Title: Knowledge Reasoning with Graph Neural Networks
Ph.D. Student in Computer Science
School of Computational Science and Engineering
College of Computing
Georgia Institute of Technology
Date: Friday, April 23, 2021
Time: 10:00 am – 12:00 pm ET
Location (virtual): https://bluejeans.com/742208733
Dr. Le Song (Advisor, Mohamed bin Zayed University of Artificial Intelligence)
Dr. Chao Zhang (School of Computer Science and Engineering, Georgia Institute of Technology)
Dr. Diyi Yang (School of Interactive Computing, Georgia Institute of Technology)
Dr. Yao Xie (School of Industrial and Systems Engineering, Georgia Institute of Technology)
Dr. Arun Ramamurthy (Siemens Corporate Technology)
Knowledge reasoning is the process of drawing conclusions from existing facts and rules, which requires a range of capabilities including but not limited to understanding concepts, applying logic, and calibrating or validating architecture based on existing knowledge. With the explosive growth of communication techniques and mobile devices, much of collective human knowledge resides on the Internet today, in unstructured and semi-structured forms such as text, tables, images, videos, etc. It is overwhelmingly difficult for human to navigate the gigantic Internet knowledge without the help of intelligent systems such as search engines and question answering systems. To serve various information needs, in this thesis, we develop methods to perform knowledge reasoning over both structured and unstructured data.
This thesis attempts to answer the following research questions on the topic of knowledge reasoning:
(1) How to perform multi-hop reasoning over knowledge graphs? How should we leverage graph neural networks to learn graph-aware representations efficiently? And, how to systematically handle the noise in human questions?
(2) How to combine deep learning and symbolic reasoning in a consistent probabilistic framework? How to make the inference efficient and scalable for large-scale knowledge graphs? Can we strike a balance between the representation power and the simplicity of the model?
(3) How to build an open-domain question answering system that can reason over multiple retrieved documents? How to efficiently rank and filter the retrieved documents to reduce the noise for the downstream answer prediction module? How to propagate and assemble the information among multiple retrieved documents?
(4) How to answer the questions that require numerical reasoning over textual passages? How to enable pre-trained language models to perform numerical reasoning?
In this thesis, we explored the research questions above and discovered that graph neural networks can be leveraged as a powerful tool for various knowledge reasoning tasks over both structured and unstructured knowledge sources.

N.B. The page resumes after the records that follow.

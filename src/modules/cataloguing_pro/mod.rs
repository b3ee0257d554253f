// Professional Cataloguing Module
// Handles MARCXML parsing, RVK classification and call-number synthesis

pub mod classification;
pub mod marc;

pub use classification::{extract_year, synthesize_call_number};
pub use marc::{CatalogEntry, parse_catalog_entry};
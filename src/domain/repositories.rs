//! Trait definitions for the pipeline's side effects
//!
//! Implementations live in the infrastructure layer.

use async_trait::async_trait;
use std::time::Duration;

use super::record::SourceName;

/// Cache key for a fully-resolved GET request.
pub fn request_key(url: &str) -> String {
    format!("GET {}", url)
}

/// Persistent store of raw response bodies keyed by the exact outbound request.
///
/// Writes are idempotent upserts, so two callers racing on the same key are
/// harmless. Expired entries read as absent.
#[async_trait]
pub trait ResponseStore: Send + Sync {
    /// Look up a non-expired body
    async fn get(&self, request_key: &str) -> Result<Option<Vec<u8>>, sea_orm::DbErr>;

    /// Insert or replace a body, stamping it with the current time
    async fn put(&self, request_key: &str, body: &[u8]) -> Result<(), sea_orm::DbErr>;
}

/// Every wall-clock wait of the pipeline goes through this gate, so tests can
/// swap in a zero-delay double.
#[async_trait]
pub trait SchedulingGate: Send + Sync {
    /// Block while `source` is inside a maintenance window.
    async fn wait_if_needed(&self, source: SourceName);

    /// Backoff, pacing and per-record pauses.
    async fn sleep(&self, duration: Duration);
}
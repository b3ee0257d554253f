//! Persistent response cache backed by SQLite.
//!
//! Keys are the exact outbound request (`GET <url>`), so identical queries are
//! served from disk across runs, label lookups included. Expiry is logical:
//! entries older than the TTL read as absent until `purge_expired` runs.

use async_trait::async_trait;
use chrono::{DateTime, Utc};
use sea_orm::sea_query::OnConflict;
use sea_orm::{ColumnTrait, DatabaseConnection, DbErr, EntityTrait, QueryFilter, Set};

use crate::domain::ResponseStore;
use crate::infrastructure::db;
use crate::models::response_cache::{self, Column, Entity as CacheEntity};

pub struct SqliteResponseCache {
    db: DatabaseConnection,
    ttl: chrono::Duration,
}

impl SqliteResponseCache {
    pub fn new(db: DatabaseConnection, ttl: chrono::Duration) -> Self {
        Self { db, ttl }
    }

    /// Open (and migrate) the cache database.
    pub async fn open(database_url: &str, ttl: chrono::Duration) -> Result<Self, DbErr> {
        let db = db::init_db(database_url).await?;
        Ok(Self::new(db, ttl))
    }

    pub(crate) async fn get_at(
        &self,
        request_key: &str,
        now: DateTime<Utc>,
    ) -> Result<Option<Vec<u8>>, DbErr> {
        let entry = CacheEntity::find_by_id(request_key.to_string())
            .one(&self.db)
            .await?;

        Ok(entry
            .filter(|e| e.stored_at > self.cutoff(now))
            .map(|e| e.body))
    }

    pub(crate) async fn put_at(
        &self,
        request_key: &str,
        body: &[u8],
        now: DateTime<Utc>,
    ) -> Result<(), DbErr> {
        let entry = response_cache::ActiveModel {
            request_key: Set(request_key.to_string()),
            body: Set(body.to_vec()),
            stored_at: Set(now.timestamp()),
        };

        CacheEntity::insert(entry)
            .on_conflict(
                OnConflict::column(Column::RequestKey)
                    .update_columns([Column::Body, Column::StoredAt])
                    .to_owned(),
            )
            .exec_without_returning(&self.db)
            .await?;

        Ok(())
    }

    /// Physically delete expired rows. Returns the number removed.
    pub async fn purge_expired(&self) -> Result<u64, DbErr> {
        let res = CacheEntity::delete_many()
            .filter(Column::StoredAt.lte(self.cutoff(Utc::now())))
            .exec(&self.db)
            .await?;
        Ok(res.rows_affected)
    }

    pub async fn close(self) -> Result<(), DbErr> {
        self.db.close().await
    }

    fn cutoff(&self, now: DateTime<Utc>) -> i64 {
        (now - self.ttl).timestamp()
    }
}

#[async_trait]
impl ResponseStore for SqliteResponseCache {
    async fn get(&self, request_key: &str) -> Result<Option<Vec<u8>>, DbErr> {
        self.get_at(request_key, Utc::now()).await
    }

    async fn put(&self, request_key: &str, body: &[u8]) -> Result<(), DbErr> {
        self.put_at(request_key, body, Utc::now()).await
    }
}
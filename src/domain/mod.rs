//! Domain layer - Pure business abstractions
//!
//! Record types, error taxonomy and the traits the infrastructure layer
//! implements. No HTTP or storage code lives here.

pub mod errors;
pub mod record;
pub mod repositories;

pub use errors::{
    ExportError, FailureKind, FetchError, ImportError, LookupError, ParseError, PipelineError,
};
pub use record::*;
pub use repositories::*;
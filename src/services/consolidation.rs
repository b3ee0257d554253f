//! Metadata consolidator
//!
//! Merges the per-source answers for one record into a single view.

use std::collections::HashSet;

use crate::domain::{
    CautionFlag, ClassificationCode, ConsolidatedRecord, SourceLookup, SourceName, SourceResult,
};

/// Title preference: B3Kat, then swisscovery, then DNB. This intentionally
/// differs from the query order; keep the two separate.
pub const TITLE_PRIORITY: [SourceName; 3] = [SourceName::B3Kat, SourceName::Slsp, SourceName::Dnb];

/// Author preference; DNB authors are never used.
pub const AUTHOR_PRIORITY: [SourceName; 2] = [SourceName::B3Kat, SourceName::Slsp];

/// Codes are merged in query order, so the first code of the first source wins ties.
pub const CODE_ORDER: [SourceName; 3] = SourceName::BIBLIOGRAPHIC;

pub fn consolidate(lookup: &SourceLookup, reference_title: Option<&str>) -> ConsolidatedRecord {
    let results = match lookup {
        SourceLookup::NoIsbn => {
            return ConsolidatedRecord {
                cautions: [CautionFlag::NoIsbn].into_iter().collect(),
                ..Default::default()
            };
        }
        SourceLookup::Queried(results) => results,
    };

    let title = first_present(results, &TITLE_PRIORITY, |r| r.title.as_deref());
    let author = first_present(results, &AUTHOR_PRIORITY, |r| r.author.as_deref());

    let unique_codes = dedup_codes(
        CODE_ORDER
            .iter()
            .filter_map(|source| results.iter().find(|r| r.source == *source))
            .flat_map(|r| r.codes.iter().cloned()),
    );

    let mut record = ConsolidatedRecord {
        title,
        author,
        unique_codes,
        ..Default::default()
    };

    if record.unique_codes.is_empty() {
        record.cautions.insert(CautionFlag::NoClassificationFound);
    }
    if let Some(title) = &record.title
        && reference_title != Some(title.as_str())
    {
        record.cautions.insert(CautionFlag::TitleMismatch);
    }

    record
}

/// Ordered-unique set of codes; the first occurrence of each
/// (notation, label) pair is kept.
pub fn dedup_codes(codes: impl IntoIterator<Item = ClassificationCode>) -> Vec<ClassificationCode> {
    let mut seen = HashSet::new();
    codes
        .into_iter()
        .filter(|code| seen.insert(code.clone()))
        .collect()
}

fn first_present<'a>(
    results: &'a [SourceResult],
    priority: &[SourceName],
    field: impl Fn(&'a SourceResult) -> Option<&'a str>,
) -> Option<String> {
    priority
        .iter()
        .filter_map(|source| results.iter().find(|r| r.source == *source))
        .find_map(&field)
        .map(str::to_string)
}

On structured graph-based knowledge source, we build graph neural networks on top of the graph structure to capture the topology information for downstream reasoning tasks. On unstructured text-based knowledge source, we first identify graph-structured information such as entity co-occurrence and entity-number binding, and then employ graph neural networks to reason over the constructed graphs, working together with pre-trained language models to handle unstructured part of the knowledge source.